What is expected: Copy the entries that follow, exactly and completely.

Data records:
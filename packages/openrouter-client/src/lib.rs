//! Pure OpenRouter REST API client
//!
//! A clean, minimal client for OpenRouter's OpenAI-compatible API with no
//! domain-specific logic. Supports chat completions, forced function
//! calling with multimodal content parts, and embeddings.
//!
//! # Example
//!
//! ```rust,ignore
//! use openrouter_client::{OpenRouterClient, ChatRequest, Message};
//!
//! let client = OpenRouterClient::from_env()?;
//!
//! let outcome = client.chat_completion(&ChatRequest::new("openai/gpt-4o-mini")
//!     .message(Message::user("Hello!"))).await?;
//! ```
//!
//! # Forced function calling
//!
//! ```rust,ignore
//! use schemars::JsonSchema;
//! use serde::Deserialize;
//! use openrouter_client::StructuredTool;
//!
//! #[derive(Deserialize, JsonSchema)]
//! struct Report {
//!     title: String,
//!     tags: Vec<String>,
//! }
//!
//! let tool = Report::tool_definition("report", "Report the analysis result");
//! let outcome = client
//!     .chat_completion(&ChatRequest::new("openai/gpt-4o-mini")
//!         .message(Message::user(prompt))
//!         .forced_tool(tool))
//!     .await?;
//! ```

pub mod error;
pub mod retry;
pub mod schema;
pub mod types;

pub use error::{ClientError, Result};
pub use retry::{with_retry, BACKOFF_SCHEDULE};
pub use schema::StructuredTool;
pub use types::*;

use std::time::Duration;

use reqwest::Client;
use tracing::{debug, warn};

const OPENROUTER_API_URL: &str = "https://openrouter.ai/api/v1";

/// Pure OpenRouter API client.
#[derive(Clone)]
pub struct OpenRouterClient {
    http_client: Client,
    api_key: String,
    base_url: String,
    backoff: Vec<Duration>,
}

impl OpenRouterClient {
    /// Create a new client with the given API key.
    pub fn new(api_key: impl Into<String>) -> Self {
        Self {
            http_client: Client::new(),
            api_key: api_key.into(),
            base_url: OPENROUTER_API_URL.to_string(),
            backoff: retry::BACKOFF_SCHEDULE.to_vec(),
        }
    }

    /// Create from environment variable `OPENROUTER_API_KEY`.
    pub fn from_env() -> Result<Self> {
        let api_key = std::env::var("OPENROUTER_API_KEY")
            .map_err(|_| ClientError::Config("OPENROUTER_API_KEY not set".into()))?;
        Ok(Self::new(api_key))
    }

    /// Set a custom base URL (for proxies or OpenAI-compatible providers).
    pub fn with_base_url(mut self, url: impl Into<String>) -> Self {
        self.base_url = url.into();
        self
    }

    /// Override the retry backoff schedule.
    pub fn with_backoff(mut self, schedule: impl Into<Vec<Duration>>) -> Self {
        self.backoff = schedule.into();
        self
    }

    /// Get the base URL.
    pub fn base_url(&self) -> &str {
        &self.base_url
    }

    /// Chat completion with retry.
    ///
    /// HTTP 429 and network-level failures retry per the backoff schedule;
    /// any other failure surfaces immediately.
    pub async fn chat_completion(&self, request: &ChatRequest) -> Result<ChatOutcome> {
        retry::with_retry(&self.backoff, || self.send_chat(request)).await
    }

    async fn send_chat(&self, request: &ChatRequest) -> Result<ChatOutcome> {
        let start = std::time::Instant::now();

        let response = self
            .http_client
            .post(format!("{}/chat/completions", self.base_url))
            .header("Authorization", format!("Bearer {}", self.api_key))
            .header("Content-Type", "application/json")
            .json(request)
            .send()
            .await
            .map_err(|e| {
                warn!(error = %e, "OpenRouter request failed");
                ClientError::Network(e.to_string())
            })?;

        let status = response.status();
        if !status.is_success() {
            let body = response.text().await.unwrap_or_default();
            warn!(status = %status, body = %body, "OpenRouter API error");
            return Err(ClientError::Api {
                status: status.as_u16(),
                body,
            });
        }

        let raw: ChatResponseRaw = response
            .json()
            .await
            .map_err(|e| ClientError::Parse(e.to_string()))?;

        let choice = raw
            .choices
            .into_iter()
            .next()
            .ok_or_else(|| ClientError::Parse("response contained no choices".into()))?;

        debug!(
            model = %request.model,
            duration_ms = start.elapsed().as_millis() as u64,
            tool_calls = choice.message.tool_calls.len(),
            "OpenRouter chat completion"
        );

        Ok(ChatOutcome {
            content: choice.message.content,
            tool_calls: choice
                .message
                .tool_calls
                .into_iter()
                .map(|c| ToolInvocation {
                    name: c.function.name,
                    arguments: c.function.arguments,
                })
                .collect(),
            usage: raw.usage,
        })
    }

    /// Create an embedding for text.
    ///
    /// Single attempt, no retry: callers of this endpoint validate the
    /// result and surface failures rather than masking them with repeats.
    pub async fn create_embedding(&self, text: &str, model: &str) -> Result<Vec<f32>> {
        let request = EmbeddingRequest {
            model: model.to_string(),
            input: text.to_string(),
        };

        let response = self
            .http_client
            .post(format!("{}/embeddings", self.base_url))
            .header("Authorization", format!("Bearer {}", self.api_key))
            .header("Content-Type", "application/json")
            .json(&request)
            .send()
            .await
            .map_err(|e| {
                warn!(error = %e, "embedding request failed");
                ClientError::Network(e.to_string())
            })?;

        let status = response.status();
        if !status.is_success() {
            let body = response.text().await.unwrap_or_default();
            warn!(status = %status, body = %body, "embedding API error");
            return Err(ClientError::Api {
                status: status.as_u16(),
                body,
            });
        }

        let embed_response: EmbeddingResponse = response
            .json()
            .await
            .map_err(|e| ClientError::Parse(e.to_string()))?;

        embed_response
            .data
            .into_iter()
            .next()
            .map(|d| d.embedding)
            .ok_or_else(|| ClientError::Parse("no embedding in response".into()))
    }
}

Output below:
filename packages/openrouter-client/src/lib.rs
//! Pure OpenRouter REST API client
//!
//! A clean, minimal client for OpenRouter's OpenAI-compatible API with no
//! domain-specific logic. Supports chat completions, forced function
//! calling with multimodal content parts, and embeddings.
//!
//! # Example
//!
//! ```rust,ignore
//! use openrouter_client::{OpenRouterClient, ChatRequest, Message};
//!
//! let client = OpenRouterClient::from_env()?;
//!
//! let outcome = client.chat_completion(&ChatRequest::new("openai/gpt-4o-mini")
//!     .message(Message::user("Hello!"))).await?;
//! ```
//!
//! # Forced function calling
//!
//! ```rust,ignore
//! use schemars::JsonSchema;
//! use serde::Deserialize;
//! use openrouter_client::StructuredTool;
//!
//! #[derive(Deserialize, JsonSchema)]
//! struct Report {
//!     title: String,
//!     tags: Vec<String>,
//! }
//!
//! let tool = Report::tool_definition("report", "Report the analysis result");
//! let outcome = client
//!     .chat_completion(&ChatRequest::new("openai/gpt-4o-mini")
//!         .message(Message::user(prompt))
//!         .forced_tool(tool))
//!     .await?;
//! ```

pub mod error;
pub mod retry;
pub mod schema;
pub mod types;

pub use error::{ClientError, Result};
pub use retry::{with_retry, BACKOFF_SCHEDULE};
pub use schema::StructuredTool;
pub use types::*;

use std::time::Duration;

use reqwest::Client;
use tracing::{debug, warn};

const OPENROUTER_API_URL: &str = "https://openrouter.ai/api/v1";

/// Pure OpenRouter API client.
#[derive(Clone)]
pub struct OpenRouterClient {
    http_client: Client,
    api_key: String,
    base_url: String,
    backoff: Vec<Duration>,
}

impl OpenRouterClient {
    /// Create a new client with the given API key.
    pub fn new(api_key: impl Into<String>) -> Self {
        Self {
            http_client: Client::new(),
            api_key: api_key.into(),
            base_url: OPENROUTER_API_URL.to_string(),
            backoff: retry::BACKOFF_SCHEDULE.to_vec(),
        }
    }

    /// Create from environment variable `OPENROUTER_API_KEY`.
    pub fn from_env() -> Result<Self> {
        let api_key = std::env::var("OPENROUTER_API_KEY")
            .map_err(|_| ClientError::Config("OPENROUTER_API_KEY not set".into()))?;
        Ok(Self::new(api_key))
    }

    /// Set a custom base URL (for proxies or OpenAI-compatible providers).
    pub fn with_base_url(mut self, url: impl Into<String>) -> Self {
        self.base_url = url.into();
        self
    }

    /// Override the retry backoff schedule.
    pub fn with_backoff(mut self, schedule: impl Into<Vec<Duration>>) -> Self {
        self.backoff = schedule.into();
        self
    }

    /// Get the base URL.
    pub fn base_url(&self) -> &str {
        &self.base_url
    }

    /// Chat completion with retry.
    ///
    /// HTTP 429 and network-level failures retry per the backoff schedule;
    /// any other failure surfaces immediately.
    pub async fn chat_completion(&self, request: &ChatRequest) -> Result<ChatOutcome> {
        retry::with_retry(&self.backoff, || self.send_chat(request)).await
    }

    async fn send_chat(&self, request: &ChatRequest) -> Result<ChatOutcome> {
        let start = std::time::Instant::now();

        let response = self
            .http_client
            .post(format!("{}/chat/completions", self.base_url))
            .header("Authorization", format!("Bearer {}", self.api_key))
            .header("Content-Type", "application/json")
            .json(request)
            .send()
            .await
            .map_err(|e| {
                warn!(error = %e, "OpenRouter request failed");
                ClientError::Network(e.to_string())
            })?;

        let status = response.status();
        if !status.is_success() {
            let body = response.text().await.unwrap_or_default();
            warn!(status = %status, body = %body, "OpenRouter API error");
            return Err(ClientError::Api {
                status: status.as_u16(),
                body,
            });
        }

        let raw: ChatResponseRaw = response
            .json()
            .await
            .map_err(|e| ClientError::Parse(e.to_string()))?;

        let choice = raw
            .choices
            .into_iter()
            .next()
            .ok_or_else(|| ClientError::Parse("response contained no choices".into()))?;

        debug!(
            model = %request.model,
            duration_ms = start.elapsed().as_millis() as u64,
            tool_calls = choice.message.tool_calls.len(),
            "OpenRouter chat completion"
        );

        Ok(ChatOutcome {
            content: choice.message.content,
            tool_calls: choice
                .message
                .tool_calls
                .into_iter()
                .map(|c| ToolInvocation {
                    name: c.function.name,
                    arguments: c.function.arguments,
                })
                .collect(),
            usage: raw.usage,
        })
    }

    /// Create an embedding for text.
    ///
    /// Single attempt, no retry: callers of this endpoint validate the
    /// result and surface failures rather than masking them with repeats.
    pub async fn create_embedding(&self, text: &str, model: &str) -> Result<Vec<f32>> {
        let request = EmbeddingRequest {
            model: model.to_string(),
            input: text.to_string(),
        };

        let response = self
            .http_client
            .post(format!("{}/embeddings", self.base_url))
            .header("Authorization", format!("Bearer {}", self.api_key))
            .header("Content-Type", "application/json")
            .json(&request)
            .send()
            .await
            .map_err(|e| {
                warn!(error = %e, "embedding request failed");
                ClientError::Network(e.to_string())
            })?;

        let status = response.status();
        if !status.is_success() {
            let body = response.text().await.unwrap_or_default();
            warn!(status = %status, body = %body, "embedding API error");
            return Err(ClientError::Api {
                status: status.as_u16(),
                body,
            });
        }

        let embed_response: EmbeddingResponse = response
            .json()
            .await
            .map_err(|e| ClientError::Parse(e.to_string()))?;

        embed_response
            .data
            .into_iter()
            .next()
            .map(|d| d.embedding)
            .ok_or_else(|| ClientError::Parse("no embedding in response".into()))
    }
}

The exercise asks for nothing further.